Declaration of Competing Interest The authors declare no conflict of interest.

Figures

Fig. 1.
Fig. 1.. Organization of PRIME-RE and common NHP-neuroimaging analysis workflows.
A) The main components of the PRIME-RE website (https://prime-re.github.io) are the Tutorials and Resources sections. The Tutorials section has a community-driven Wiki explaining the basics of NHP neuroimaging as well as links to external tutorials. The Resources section provides descriptions of the various tools, with links to the relevant files, documentation, and manuscripts. Both the wiki and the Resources section are organized thematically (e.g., structural, functional, diffusion), shown here in different colors. The website also includes a Community section, where NHP neuroimaging researchers and developers can connect and find relevant literature, and a Contribute section that explains how people can get involved in the PRIME-RE initiative through GitHub, the Wiki, or the Mattermost channel. B-D) Example workflows for the analysis of structural (B), functional (C), and diffusion (D) NHP neuroimaging data, indicating common analysis steps. The colored numbers refer to section numbers in this paper that describe tools and pipelines developed to address these analysis steps. Note that there is not a standardized workflow for these types of analyses and that individual researchers may include or omit certain steps and proceed in an order that is fitting for their own needs and circumstances.
Fig. 2.
Fig. 2.. Macaque Templates and Atlases.
The symmetric variant of the NIMH Macaque Template v2 (NMT v2), with tissue segmentation (top row) and anatomical regions (middle and bottom rows) depicted in color on a coronal slice (11 mm anterior to ear bar zero) and the pial surface (right column). The NMT v2 includes A) the population average volume; B) a manually refined brain mask that indicates which voxels contain brain tissue; C) a 5-class tissue segmentation that differentiates cerebrospinal fluid (green), gray matter (dark blue), white matter (light blue), subcortex (purple), and vasculature (red); and D) rendering of surfaces. The middle row shows the Cortical Hierarchy Atlas of the Rhesus Macaque (CHARM) and the bottom row shows the Subcortical Atlas of the Rhesus Macaque (SARM). The atlases provide anatomical labeling of cortical and subcortical regions, respectively, at six progressively finer spatial scales.
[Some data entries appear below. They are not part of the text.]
use std::path::PathBuf;

use async_trait::async_trait;
use tokio::sync::mpsc;

use crate::audio::file::WavFileBackend;
use crate::audio::microphone::MicrophoneBackend;
use crate::error::SessionError;

/// One fixed-size buffer of captured samples. Frames are encoded and sent the
/// moment they arrive and never retained afterwards.
#[derive(Debug, Clone, PartialEq)]
pub struct AudioFrame {
    pub samples: Vec<f32>,
}

/// Capture format shared by every backend.
#[derive(Debug, Clone)]
pub struct CaptureConfig {
    /// Wire sample rate in Hz.
    pub sample_rate: u32,
    /// Wire channel count. The protocol is mono; backends downmix.
    pub channels: u16,
    /// Length of each emitted frame in milliseconds.
    pub frame_duration_ms: u64,
}

impl CaptureConfig {
    /// Number of samples in one emitted frame.
    pub fn samples_per_frame(&self) -> usize {
        (self.sample_rate as u64 * self.frame_duration_ms / 1000) as usize
    }
}

impl Default for CaptureConfig {
    fn default() -> Self {
        Self {
            sample_rate: 16_000,
            channels: 1,
            frame_duration_ms: 20,
        }
    }
}

/// Audio capture backend trait
///
/// Implementations:
/// - `microphone`: cpal input device, downmixed and decimated to the wire format
/// - `wav-file`: frames paced in real time from a WAV file (headless runs, tests)
#[async_trait]
pub trait CaptureBackend: Send + Sync {
    /// Request the input device and start the frame stream. The channel
    /// closes when the source is exhausted or released.
    async fn acquire(&mut self) -> Result<mpsc::Receiver<AudioFrame>, SessionError>;

    /// Release the input device. Called once during teardown.
    async fn release(&mut self) -> Result<(), SessionError>;

    /// Whether the backend currently holds its source.
    fn is_capturing(&self) -> bool;

    /// Backend name for logging.
    fn name(&self) -> &str;
}

/// Where captured audio comes from.
#[derive(Debug, Clone)]
pub enum CaptureSource {
    /// Default input device of the host.
    Microphone,
    /// 16-bit PCM WAV file matching the capture config.
    WavFile(PathBuf),
}

/// Capture backend factory
pub struct CaptureBackendFactory;

impl CaptureBackendFactory {
    /// Create a capture backend for the given source.
    pub fn create(
        source: CaptureSource,
        config: CaptureConfig,
    ) -> Result<Box<dyn CaptureBackend>, SessionError> {
        match source {
            CaptureSource::Microphone => Ok(Box::new(MicrophoneBackend::new(config))),
            CaptureSource::WavFile(path) => Ok(Box::new(WavFileBackend::new(path, config))),
        }
    }
}
use thiserror::Error;

/// Failures a conversation session can report before or while running.
///
/// Mid-session terminal causes (transport loss, remote error events) do not
/// surface here; a session that reached `active` always delivers a
/// [`SessionSummary`](crate::session::SessionSummary) whose end reason records
/// what happened. This enum covers everything that prevents a session from
/// becoming active, plus driver-task failures.
#[derive(Debug, Error)]
pub enum SessionError {
    /// The platform refused access to the capture device.
    #[error("microphone access denied: {0}")]
    PermissionDenied(String),

    /// An audio device could not be opened or configured.
    #[error("audio device unavailable: {0}")]
    DeviceUnavailable(String),

    /// The WebSocket dial to the agent endpoint failed.
    #[error("failed to open agent transport: {0}")]
    TransportOpen(String),

    /// The session driver itself failed (task panic, runtime shutdown).
    #[error("session driver failed: {0}")]
    Internal(String),
}
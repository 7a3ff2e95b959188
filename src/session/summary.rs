use std::fmt;

use chrono::{DateTime, Utc};
use serde::{Deserialize, Serialize};

use crate::protocol::TranscriptTurn;

/// How a session reached `ended`.
#[derive(Debug, Clone, PartialEq, Serialize, Deserialize)]
#[serde(tag = "reason", rename_all = "snake_case")]
pub enum EndReason {
    /// The agent delivered `conversation_ended`.
    Completed,
    /// The agent declared the conversation timed out.
    RemoteTimeout,
    /// The connection closed without a remote summary.
    TransportClosed,
    /// The connection failed mid-session.
    TransportError { message: String },
    /// The agent reported a terminal error.
    RemoteError { message: String },
}

impl fmt::Display for EndReason {
    fn fmt(&self, f: &mut fmt::Formatter<'_>) -> fmt::Result {
        match self {
            EndReason::Completed => write!(f, "completed"),
            EndReason::RemoteTimeout => write!(f, "remote_timeout"),
            EndReason::TransportClosed => write!(f, "transport_closed"),
            EndReason::TransportError { message } => write!(f, "transport_error: {}", message),
            EndReason::RemoteError { message } => write!(f, "remote_error: {}", message),
        }
    }
}

/// The one summary every session that became active delivers.
///
/// When the agent supplies its own figures in `conversation_ended`, those
/// win; the locally tracked transcript and clock fill whatever the agent
/// left out.
#[derive(Debug, Clone, Serialize, Deserialize)]
pub struct SessionSummary {
    pub session_id: String,
    pub participant: String,
    /// Remote conversation id, when the agent delivered one.
    pub conversation_id: Option<String>,
    pub total_turns: usize,
    pub duration_seconds: f64,
    pub transcript: Vec<TranscriptTurn>,
    pub started_at: DateTime<Utc>,
    pub end_reason: EndReason,
}

/// Append-only log of conversational turns, ordered by arrival.
#[derive(Debug, Default)]
pub struct TranscriptLog {
    turns: Vec<TranscriptTurn>,
}

impl TranscriptLog {
    pub fn push(&mut self, turn: TranscriptTurn) {
        self.turns.push(turn);
    }

    pub fn len(&self) -> usize {
        self.turns.len()
    }

    pub fn is_empty(&self) -> bool {
        self.turns.is_empty()
    }

    pub fn turns(&self) -> &[TranscriptTurn] {
        &self.turns
    }

    pub fn into_turns(self) -> Vec<TranscriptTurn> {
        self.turns
    }
}

/// Durations in summaries are rounded to centiseconds, matching the
/// precision the agent side reports.
pub(crate) fn round_to_centis(seconds: f64) -> f64 {
    (seconds * 100.0).round() / 100.0
}
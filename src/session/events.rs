use std::fmt;

use crate::protocol::TranscriptTurn;
use crate::session::summary::EndReason;

/// Lifecycle of one conversation session. Transitions only ever move
/// forward; `Ended` has no outgoing transitions.
#[derive(Debug, Clone, Copy, PartialEq, Eq, PartialOrd, Ord)]
pub enum SessionState {
    /// Capture requested, transport dial in flight.
    Connecting,
    /// Full duplex streaming.
    Active,
    /// Graceful end requested; waiting for the remote summary.
    Ending,
    /// All resources released. Terminal.
    Ended,
}

impl SessionState {
    pub fn is_terminal(self) -> bool {
        matches!(self, SessionState::Ended)
    }
}

impl fmt::Display for SessionState {
    fn fmt(&self, f: &mut fmt::Formatter<'_>) -> fmt::Result {
        match self {
            SessionState::Connecting => write!(f, "connecting"),
            SessionState::Active => write!(f, "active"),
            SessionState::Ending => write!(f, "ending"),
            SessionState::Ended => write!(f, "ended"),
        }
    }
}

/// Events broadcast to display layers while a session runs. Slow or absent
/// subscribers never block the driver.
#[derive(Debug, Clone, PartialEq)]
pub enum SessionEvent {
    /// The agent acknowledged the connection.
    Started { session_id: String },
    StateChanged { from: SessionState, to: SessionState },
    /// One transcript turn arrived.
    Turn(TranscriptTurn),
    /// Barge-in: pending agent audio was discarded.
    Interrupted,
    /// A terminal failure, message passed through verbatim.
    Error { message: String },
    /// The session is over; the summary is available from `wait`.
    Ended { reason: EndReason },
}
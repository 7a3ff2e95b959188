//! Wire protocol spoken over the agent WebSocket.
//!
//! Audio travels as raw binary PCM16 frames in both directions. Everything
//! else is a JSON text message discriminated by a `type` tag: the agent side
//! sends [`AgentEvent`]s, the client sends [`ClientCommand`]s. Unknown tags
//! and unparseable payloads are not errors at this layer; callers drop them.

use std::fmt;

use serde::{Deserialize, Serialize};

/// Control events the agent side can send.
#[derive(Debug, Clone, PartialEq, Serialize, Deserialize)]
#[serde(tag = "type")]
pub enum AgentEvent {
    /// The agent acknowledged the connection and is ready to talk.
    #[serde(rename = "session_started")]
    SessionStarted { session_id: Option<String> },

    /// One conversational turn was transcribed.
    #[serde(rename = "transcript")]
    Transcript {
        #[serde(default)]
        role: TurnRole,
        #[serde(default)]
        text: String,
    },

    /// Barge-in: the user spoke over the agent, drop pending agent audio.
    #[serde(rename = "clear")]
    Clear,

    /// Final summary; the conversation is over. Agents vary in how much of
    /// this they fill in, so every field tolerates absence.
    #[serde(rename = "conversation_ended")]
    ConversationEnded {
        conversation_id: Option<String>,
        #[serde(default)]
        total_turns: u32,
        #[serde(default)]
        duration_seconds: f64,
        #[serde(default)]
        transcript: Vec<TranscriptTurn>,
    },

    /// The agent side declared the conversation timed out.
    #[serde(rename = "timeout")]
    Timeout { message: Option<String> },

    /// Terminal failure on the agent side.
    #[serde(rename = "error")]
    Error { message: String },
}

/// Control messages the client sends. Audio is never wrapped in JSON, so the
/// graceful end request is the only member.
#[derive(Debug, Clone, PartialEq, Serialize, Deserialize)]
#[serde(tag = "type")]
pub enum ClientCommand {
    #[serde(rename = "end_conversation")]
    EndConversation,
}

/// Who spoke a transcript turn. Agents label their side inconsistently
/// ("agent", "assistant", "bot"), so parsing goes through a string and any
/// label we do not recognize lands on `Unknown` instead of failing the
/// whole message.
#[derive(Debug, Clone, Copy, PartialEq, Eq, Serialize, Deserialize)]
#[serde(rename_all = "lowercase", from = "String")]
pub enum TurnRole {
    User,
    Agent,
    Unknown,
}

impl From<String> for TurnRole {
    fn from(raw: String) -> Self {
        match raw.as_str() {
            "user" => TurnRole::User,
            "agent" | "assistant" | "bot" => TurnRole::Agent,
            _ => TurnRole::Unknown,
        }
    }
}

impl Default for TurnRole {
    fn default() -> Self {
        TurnRole::Unknown
    }
}

impl fmt::Display for TurnRole {
    fn fmt(&self, f: &mut fmt::Formatter<'_>) -> fmt::Result {
        match self {
            TurnRole::User => write!(f, "user"),
            TurnRole::Agent => write!(f, "agent"),
            TurnRole::Unknown => write!(f, "unknown"),
        }
    }
}

/// One turn of the conversation. Agents attach extra bookkeeping fields
/// (timestamps, latencies) which are ignored here.
#[derive(Debug, Clone, PartialEq, Serialize, Deserialize)]
pub struct TranscriptTurn {
    #[serde(default)]
    pub role: TurnRole,
    #[serde(default)]
    pub text: String,
}

/// Parse one inbound text payload. Returns `None` for anything that is not a
/// well-formed control event; callers count and drop those.
pub fn parse_agent_event(raw: &str) -> Option<AgentEvent> {
    serde_json::from_str(raw).ok()
}
//! Shared identifier and enum types.

use serde::{Deserialize, Serialize};

/// Internal database row ID (BIGSERIAL).
pub type DbId = i64;

/// Static model catalog key.
pub type ModelId = i32;

/// Caller identity. Issued by the upstream auth layer; opaque here.
pub type UserId = uuid::Uuid;

/// UTC timestamp matching TIMESTAMPTZ columns.
pub type Timestamp = chrono::DateTime<chrono::Utc>;

/// External compute platform a model runs on.
///
/// Each variant maps to exactly one provider adapter. The serialized
/// form is the lowercase platform slug stored on task rows.
#[derive(Debug, Clone, Copy, PartialEq, Eq, Hash, Serialize, Deserialize)]
#[serde(rename_all = "lowercase")]
pub enum Platform {
    Fal,
    Replicate,
    Ark,
    Kie,
    /// In-process provider: schedules the generation locally instead of
    /// calling out to an external queue.
    Nano,
}

impl Platform {
    /// Lowercase slug used in task rows and log fields.
    pub fn as_str(self) -> &'static str {
        match self {
            Self::Fal => "fal",
            Self::Replicate => "replicate",
            Self::Ark => "ark",
            Self::Kie => "kie",
            Self::Nano => "nano",
        }
    }
}

impl std::fmt::Display for Platform {
    fn fmt(&self, f: &mut std::fmt::Formatter<'_>) -> std::fmt::Result {
        f.write_str(self.as_str())
    }
}

/// Generation job category. Video carries a per-category rate limit.
#[derive(Debug, Clone, Copy, PartialEq, Eq, Hash, Serialize, Deserialize)]
#[serde(rename_all = "lowercase")]
pub enum TaskType {
    Image,
    Video,
}

impl TaskType {
    /// Lowercase slug used in task rows and quota lookups.
    pub fn as_str(self) -> &'static str {
        match self {
            Self::Image => "image",
            Self::Video => "video",
        }
    }
}

impl std::fmt::Display for TaskType {
    fn fmt(&self, f: &mut std::fmt::Formatter<'_>) -> std::fmt::Result {
        f.write_str(self.as_str())
    }
}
Parcellations for E,I) Level 2, F,J) Level 4, and G,K) Level 6 are shown. H,L) Surface representation of the finest (Level 6) parcellations.
Fig. 3.
Fig. 3.. Marmoset atlases.
A-B) Example visualizations available on the website of the Marmoset Brain Mapping Project. A) 3D-viewer that demonstrates the connectivity profile of an area selected by clicking (here V4). B) Comparison with the weighted and directed connectivity graph based on the results of monosynaptic retrograde fluorescent tracer injections from the Marmoset Brain Connectivity Atlas (https://analytics.marmosetbrain.org/graph.html). The graph view highlights the spatial relations between connected areas. Clicking a node reveals further information, including an average connectivity profile, interactive visualizations of the data for each injection, and metadata. C-D) Marmoset Connectivity Atlas. C) Locations of 143 tracer injections registered to a stereotaxic template illustrated in a 2-dimensional flat-map of the marmoset cortex (C). D) The main data layers of the histology-based average morphology of the adult marmoset brain showcasing the interoperability of this dataset with neuroimaging research (T2* MR signal).
Fig. 4.
Fig. 4.. Segmentation tools.
A) Thresholdmann is a brain extraction tool that creates a mask from those voxels that are brighter than a spatially varying threshold. The threshold is constrained by control points (blue dots flagged with number arrows) that are added by clicking at locations in the web viewer (left). Adjustable sliders to the right control the threshold in the vicinity of each control point. In the examples shown to the right, the mask initially (top) excludes ventral brain areas but is filled out (bottom) by the addition of ventral control points. B) Brainbox is a web-based tool for collaborative brain segmentation. In the interface, each MRI (left) has a page where information on all projects utilizing this dataset is centralized. Under project settings (right), users can assemble datasets into projects, add collaborators, manage access rights, and add annotation layers. C) The UNet tool uses a neural network model approach for brain extraction. Local accuracy at each voxel is estimated by the regional Dice coefficient (top). Bottom panels show results for three example subjects from the PRIME-DE repository, with regions assessed to be brain tissue shown in red.
Fig. 5.
Fig. 5.. Anatomical MRI pipelines.
A) Six sagittal slices illustrating the D99 atlas transformed to the native space of a macaque subject using @animal_warper. B) CIVET-macaque results for the D99 subject. Top row (left to right): anatomical scan, brain mask (red) from brain extraction, tissue classification (CSF in dark blue, cortical GM in green, portions of non-cortical GM in white, WM and other non-cortical GM in yellow) from segmentation, and generated cortical surfaces overlaid on the anatomical scan (WM surface in red, pial surface in green). Bottom row (left to right): 3D-renderings of the white and pial surfaces; cortical thickness indication from morphometric analysis (1.0 mm in light blue to 3.5 mm in red) and D99 surface parcellation (atlas) viewed on the pial surface. C) PREEMACS results. Top row: brainmask (red) created by a Deep Learning convolutional neural network model (left) and volumetric tissue segmentation (right). Middle row: white matter and pial surface estimation (left) and rendered white matter surface (right). Bottom row left: surface registration to the PREEMACS Rhesus parameterization template to obtain vertex correspondence (i.e., surface coregistration) between subjects. Bottom row right: individual cortical thickness estimation from morphometric analysis. The resulting surfaces can be analyzed in the geometric space of the PREEMACS average surface.
Fig. 6.
Fig. 6.. Functional MRI pipeline Pypreclin.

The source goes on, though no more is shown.